The old man stared.
"And who med 'ee be, your honour, if I mebbe so bold to axe?" he said slowly.
"I? Oh—well, I have care of the Queen's purse."
"There now, and I've been talken to 'ee just as if 'ee were a knight or squire, when I med ha' known 'ee by your cut for one of the mighty o' the earth. But 'ee'll forgive a old man—ay, gone eighty year. I was born three year afore Scotch Jamie died; no sart of a king was Jamie, a wamblen loon, so I've yeard tell. And Charles One, he was well-favoured before the Lord, true, but not a man of his word. Nay, Noll Crum'ell was the right sart o' king; I mind un well. I was a trooper in his regiment, and we was as fine a set o' men as ever trod neat's leather, true, we was. I rode wi' un to Marston Moor in '44, nigh zixty year back. Ay, a right king was old Noll. And I fought in Flanders when Noll was friends with the French king; but I left that line o' life when Charles Two come back with his French madams; and now we be a-fighten the French, so 'tis said; 'twas what us Englishmen was born for, to be sure; ay, that 'tis."

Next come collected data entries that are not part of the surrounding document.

// Copyright (C) 2026 Fred Clausen
// Use of this source code is governed by an MIT-style
// license that can be found in the LICENSE file or at
// https://opensource.org/licenses/MIT.

//! Error types for the API layer.

use aircare::CoreError;
use aircare_domain::DomainError;

/// Authentication and authorization errors.
#[derive(Debug, Clone, PartialEq, Eq)]
pub enum AuthError {
    /// Authentication failed.
    AuthenticationFailed {
        /// The reason authentication failed.
        reason: String,
    },
    /// Authorization failed.
    Unauthorized {
        /// The action that was attempted.
        action: String,
        /// The role required for this action.
        required_role: String,
    },
}

impl std::fmt::Display for AuthError {
    fn fmt(&self, f: &mut std::fmt::Formatter<'_>) -> std::fmt::Result {
        match self {
            Self::AuthenticationFailed { reason } => {
                write!(f, "Authentication failed: {reason}")
            }
            Self::Unauthorized {
                action,
                required_role,
            } => {
                write!(f, "Unauthorized: '{action}' requires {required_role} role")
            }
        }
    }
}

impl std::error::Error for AuthError {}

/// API-level errors.
///
/// These are distinct from domain/core errors and represent the API contract.
#[derive(Debug, Clone, PartialEq, Eq)]
pub enum ApiError {
    /// Authentication failed.
    AuthenticationFailed {
        /// The reason authentication failed.
        reason: String,
    },
    /// Authorization failed - the actor does not have permission.
    Unauthorized {
        /// The action that was attempted.
        action: String,
        /// The role required for this action.
        required_role: String,
    },
    /// Invalid input was provided.
    InvalidInput {
        /// The field that was invalid.
        field: String,
        /// A human-readable description of the error.
        message: String,
    },
    /// The booking API could not be reached or returned an error.
    UpstreamUnavailable {
        /// A description of the failure.
        message: String,
    },
    /// An internal error occurred.
    Internal {
        /// A description of the internal error.
        message: String,
    },
}

impl std::fmt::Display for ApiError {
    fn fmt(&self, f: &mut std::fmt::Formatter<'_>) -> std::fmt::Result {
        match self {
            Self::AuthenticationFailed { reason } => {
                write!(f, "Authentication failed: {reason}")
            }
            Self::Unauthorized {
                action,
                required_role,
            } => {
                write!(f, "Unauthorized: '{action}' requires {required_role} role")
            }
            Self::InvalidInput { field, message } => {
                write!(f, "Invalid input for field '{field}': {message}")
            }
            Self::UpstreamUnavailable { message } => {
                write!(f, "Booking API unavailable: {message}")
            }
            Self::Internal { message } => {
                write!(f, "Internal error: {message}")
            }
        }
    }
}

impl std::error::Error for ApiError {}

impl From<AuthError> for ApiError {
    fn from(err: AuthError) -> Self {
        match err {
            AuthError::AuthenticationFailed { reason } => Self::AuthenticationFailed { reason },
            AuthError::Unauthorized {
                action,
                required_role,
            } => Self::Unauthorized {
                action,
                required_role,
            },
        }
    }
}

/// Translates a domain error into an API error.
///
/// This translation is explicit and ensures domain errors are not leaked directly.
#[must_use]
pub fn translate_domain_error(err: DomainError) -> ApiError {
    match err {
        DomainError::InvalidTime(value) => ApiError::InvalidInput {
            field: String::from("time"),
            message: format!("'{value}' is not a valid HH:MM time"),
        },
        DomainError::DateParseError { date_string, error } => ApiError::InvalidInput {
            field: String::from("date"),
            message: format!("'{date_string}' is not a valid date: {error}"),
        },
        DomainError::UnknownSelector { field, value } => ApiError::InvalidInput {
            field: field.to_string(),
            message: format!("Unknown value '{value}'"),
        },
    }
}

/// Translates a core error into an API error.
#[must_use]
pub fn translate_core_error(err: CoreError) -> ApiError {
    match err {
        CoreError::DomainViolation(domain_err) => translate_domain_error(domain_err),
        CoreError::SourceUnavailable { date, reason } => ApiError::UpstreamUnavailable {
            message: format!("availability for {date}: {reason}"),
        },
        CoreError::InvalidWindow { days, max } => ApiError::InvalidInput {
            field: String::from("days"),
            message: format!("{days} is out of range, must be between 1 and {max}"),
        },
        CoreError::DateArithmeticOverflow { operation } => ApiError::InvalidInput {
            field: String::from("from"),
            message: format!("calendar window overflows while {operation}"),
        },
    }
}
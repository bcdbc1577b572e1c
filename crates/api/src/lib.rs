// Copyright (C) 2026 Fred Clausen
// Use of this source code is governed by an MIT-style
// license that can be found in the LICENSE file or at
// https://opensource.org/licenses/MIT.

#![deny(
    clippy::pedantic,
    clippy::cargo,
    clippy::nursery,
    clippy::style,
    clippy::correctness,
    clippy::all
)]

mod auth;
mod error;
mod request_response;

#[cfg(test)]
mod tests;

pub use auth::{AuthenticatedActor, AuthorizationService, Role, authenticate};
pub use error::{ApiError, AuthError, translate_core_error, translate_domain_error};
pub use request_response::{
    CalendarDayInfo, CalendarRequest, CalendarResponse, DashboardSummaryResponse,
    MergeRangesRequest, MergeRangesResponse, QueueEntry, QuoteRequest, QuoteResponse,
    StatusCount,
};

use aircare::{CalendarDay, calendar_dates};
use aircare_domain::{
    FreeRange, GrilleSize, Job, JobStatus, QuoteBreakdown, QuoteInput, ScaffoldTier, SiphonPump,
    Technician, calculate_quote, format_date, format_quote_as_text, merge_available_ranges,
    parse_date,
};
use std::str::FromStr;
use tracing::{debug, info};

/// Parses an optional selector string, treating absence as the default.
fn parse_selector<T>(value: Option<&str>) -> Result<T, ApiError>
where
    T: FromStr<Err = aircare_domain::DomainError> + Default,
{
    value.map_or_else(
        || Ok(T::default()),
        |text| text.parse::<T>().map_err(translate_domain_error),
    )
}

/// Converts a quote request into calculator input.
///
/// # Errors
///
/// Returns an error if a selector names an unknown option.
fn to_quote_input(request: &QuoteRequest) -> Result<QuoteInput, ApiError> {
    Ok(QuoteInput {
        machine_count: request.machine_count.clone(),
        ac_type: request.ac_type.clone(),
        btu: request.btu.clone(),
        len_ref: request.len_ref.clone(),
        len_power: request.len_power.clone(),
        len_drain: request.len_drain.clone(),
        len_trunk: request.len_trunk.clone(),
        wall_chase_m: request.wall_chase_m.clone(),
        ceiling_run_m: request.ceiling_run_m.clone(),
        thick_insulation_m: request.thick_insulation_m.clone(),
        misc_parts: request.misc_parts.clone(),
        wire_tray_m: request.wire_tray_m.clone(),
        pvc_m: request.pvc_m.clone(),
        scaffold: parse_selector::<ScaffoldTier>(request.scaffold.as_deref())?,
        grille: parse_selector::<GrilleSize>(request.grille.as_deref())?,
        siphon_pump: parse_selector::<SiphonPump>(request.siphon_pump.as_deref())?,
    })
}

/// Prices an installation.
///
/// Numeric fields are normalized by the calculator and never fail. If the
/// request carries an active promotion, its discount is taken off the grand
/// total.
///
/// # Arguments
///
/// * `request` - The quote request
///
/// # Returns
///
/// The breakdown, its plain-text rendering and the discounted total.
///
/// # Errors
///
/// Returns an error if a selector field names an unknown option.
pub fn quote(request: &QuoteRequest) -> Result<QuoteResponse, ApiError> {
    let input: QuoteInput = to_quote_input(request)?;
    let breakdown: QuoteBreakdown = calculate_quote(&input);
    let text: String = format_quote_as_text(&breakdown);

    let discount: i64 = request
        .promotion
        .as_ref()
        .map_or(0, |promotion| promotion.discount_for(breakdown.totals.grand));
    let net_total: i64 = breakdown.totals.grand - discount;

    info!(
        machine_count = breakdown.meta.machine_count,
        btu = breakdown.meta.btu,
        grand_total = breakdown.totals.grand,
        discount,
        "Calculated quote"
    );

    Ok(QuoteResponse {
        text,
        promotion_title: request
            .promotion
            .as_ref()
            .filter(|_| discount > 0)
            .map(|promotion| promotion.title.clone()),
        discount,
        net_total,
        breakdown,
    })
}

/// Renders an installation quote as plain text.
///
/// # Errors
///
/// Returns an error if a selector field names an unknown option.
pub fn quote_text(request: &QuoteRequest) -> Result<String, ApiError> {
    let input: QuoteInput = to_quote_input(request)?;
    Ok(format_quote_as_text(&calculate_quote(&input)))
}

/// Merges a day's slots into free ranges.
#[must_use]
pub fn merge_ranges(request: &MergeRangesRequest) -> MergeRangesResponse {
    let ranges: Vec<FreeRange> = merge_available_ranges(&request.slots);
    debug!(
        slots = request.slots.len(),
        ranges = ranges.len(),
        "Merged availability"
    );
    MergeRangesResponse { ranges }
}

/// Validates a calendar request and lists the days to load.
///
/// This function does not contact the booking API. The caller loads the
/// returned days and passes them to [`build_calendar_response`].
///
/// # Arguments
///
/// * `request` - The calendar request
/// * `actor` - The authenticated actor performing this action
///
/// # Returns
///
/// The dates of the window in calendar order. The first date is `from`.
///
/// # Errors
///
/// Returns an error if:
/// - The actor is not authorized to view the calendar
/// - `from` is not a valid `YYYY-MM-DD` date
/// - `days` is 0 or exceeds the pre-load limit
pub fn plan_calendar(
    request: &CalendarRequest,
    actor: &AuthenticatedActor,
) -> Result<Vec<time::Date>, ApiError> {
    AuthorizationService::authorize_view_calendar(actor)?;

    let from: time::Date = parse_date(&request.from).map_err(translate_domain_error)?;
    let dates: Vec<time::Date> = calendar_dates(from, request.days).map_err(translate_core_error)?;

    info!(from = %format_date(from), days = request.days, "Planned calendar pre-load");

    Ok(dates)
}

/// Builds the calendar response from pre-loaded days.
#[must_use]
pub fn build_calendar_response(from: time::Date, days: Vec<CalendarDay>) -> CalendarResponse {
    let days: Vec<CalendarDayInfo> = days
        .into_iter()
        .map(|day| CalendarDayInfo {
            date: format_date(day.date),
            slot_count: day.slots.len(),
            available_slot_count: day.slots.iter().filter(|slot| slot.available).count(),
            failed: day.failed,
            ranges: day.ranges,
        })
        .collect();

    CalendarResponse {
        from: format_date(from),
        failed_days: days.iter().filter(|day| day.failed).count(),
        days,
    }
}

/// Aggregates jobs and technicians for the admin dashboard.
///
/// # Arguments
///
/// * `jobs` - Every job reported by the booking API
/// * `technicians` - Every technician reported by the booking API
/// * `actor` - The authenticated actor performing this action
///
/// # Errors
///
/// Returns an error if the actor is not authorized to view the dashboard.
pub fn dashboard_summary(
    jobs: &[Job],
    technicians: &[Technician],
    actor: &AuthenticatedActor,
) -> Result<DashboardSummaryResponse, ApiError> {
    AuthorizationService::authorize_view_dashboard(actor)?;

    let mut by_status: Vec<StatusCount> = Vec::new();
    for job in jobs {
        let index: usize = by_status
            .iter()
            .position(|entry| entry.status == job.status)
            .unwrap_or_else(|| {
                by_status.push(StatusCount {
                    status: job.status,
                    count: 0,
                });
                by_status.len() - 1
            });
        by_status[index].count += 1;
    }

    let mut unassigned: Vec<QueueEntry> = jobs
        .iter()
        .filter(|job| job.status.is_open() && job.technician_username.is_none())
        .map(QueueEntry::from)
        .collect();
    // Unscheduled jobs go last.
    unassigned.sort_by(|a, b| {
        match (&a.appointment_datetime, &b.appointment_datetime) {
            (Some(left), Some(right)) => left.cmp(right),
            (Some(_), None) => std::cmp::Ordering::Less,
            (None, Some(_)) => std::cmp::Ordering::Greater,
            (None, None) => a.job_id.cmp(&b.job_id),
        }
    });

    let summary = DashboardSummaryResponse {
        total_jobs: jobs.len(),
        open_jobs: jobs.iter().filter(|job| job.status.is_open()).count(),
        unassigned,
        by_status,
        active_technicians: technicians.iter().filter(|tech| tech.active).count(),
    };

    debug!(
        total_jobs = summary.total_jobs,
        open_jobs = summary.open_jobs,
        unknown_status = jobs
            .iter()
            .filter(|job| job.status == JobStatus::Unknown)
            .count(),
        "Built dashboard summary"
    );

    Ok(summary)
}
// Copyright (C) 2026 Fred Clausen
// Use of this source code is governed by an MIT-style
// license that can be found in the LICENSE file or at
// https://opensource.org/licenses/MIT.

use aircare_domain::{GrilleSize, RawValue, ScaffoldTier, SiphonPump};

/// A measured run on the quote form.
#[derive(Debug, Clone, Copy, PartialEq, Eq, Hash)]
pub enum LengthField {
    /// Refrigerant line.
    Refrigerant,
    /// Power cable.
    Power,
    /// Drain pipe.
    Drain,
    /// Trunking cover.
    Trunking,
}

/// A special task priced by quantity.
#[derive(Debug, Clone, Copy, PartialEq, Eq, Hash)]
pub enum QuantityField {
    /// Wall chasing, meters.
    WallChase,
    /// Ceiling routing, meters.
    CeilingRun,
    /// Thick insulation, meters.
    ThickInsulation,
    /// Miscellaneous fittings, pieces.
    MiscParts,
    /// Cable tray, meters.
    WireTray,
    /// PVC conduit, meters.
    Pvc,
}

/// A quote form command represents operator intent as data only.
///
/// Commands are the only way to change a [`QuoteForm`](crate::QuoteForm).
#[derive(Debug, Clone, PartialEq)]
pub enum QuoteCommand {
    /// Set the number of identical units.
    SetMachineCount(RawValue),
    /// Set the unit type label.
    SetAcType(String),
    /// Set the cooling capacity.
    SetBtu(RawValue),
    /// Set a measured run length.
    SetLength {
        /// The run.
        field: LengthField,
        /// The raw length in meters.
        value: RawValue,
    },
    /// Set a special task quantity.
    SetQuantity {
        /// The task.
        field: QuantityField,
        /// The raw quantity.
        value: RawValue,
    },
    /// Select a scaffold tier.
    SetScaffold(ScaffoldTier),
    /// Select a grille size.
    SetGrille(GrilleSize),
    /// Select whether a siphon pump is fitted.
    SetSiphonPump(SiphonPump),
    /// Return the form to its initial state.
    Reset,
}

Here my lord's attention was attracted towards a group of villagers approaching. They were led by a short well-set-up fellow with a humorous cast of face; his thumbs were stuck into his arm-pits, and as he walked he was singing to the accompaniment of a flute played by the man at his side. The old man looked towards him and smiled affectionately.
"'Tis my boy a-comen," he said. "Was born in '59, your honour, the year afore Charles Two coom back; and I chrisomed un Sherebiah Stand-up-and-bless out of Nehemiah nine; a good boy, though wilful."
The boy of forty-three was singing lustily:
"'Twas on a jolly summer's morn, the twenty-first of May,
Giles Scroggins took his turmut-hoe, and with it trudged away.
For some delights in hay-makin', and some they fancies mowin',
But of all the trades as I likes best, give I the turmut hoein'.
For the fly, the fly, the fly is on the turmut;
And 'tis all my eye for we to try, to keep fly off the turmut."
"Mum, boy, mum!" said his father. "The boy has a sweet breast, your honour," he added, turning to Godolphin, "and 'tis my belief 'twill lead un into bad company in the days o' his youth. He will sing 'Sir Simon the King' and 'Bobbing Joan', and other sinful ditties. Ah! I had a good breast in my time; and you should ha' yeard Noll's men sing as we marched into Preston fight; I could sing counter to any man.—Boy, doff your hat to the Queen's purse-bearer.—Ay, 'twas psa'ms an' hymns an' speritual songs in my time, as the Book says."
"Sarvant, yer honour," said the new-comer, bobbing to Godolphin. "Feyther been taken away my good name? 'Tis a wise feyther knows his own child; feyther o' mine forgot that when he named me Sherebiah Stand-up-and-bless. Beant the fault o' my name I ha'n't took to bad courses. But there, he's a old ancient man, nigh ready for churchyard—bean't 'ee, dad?"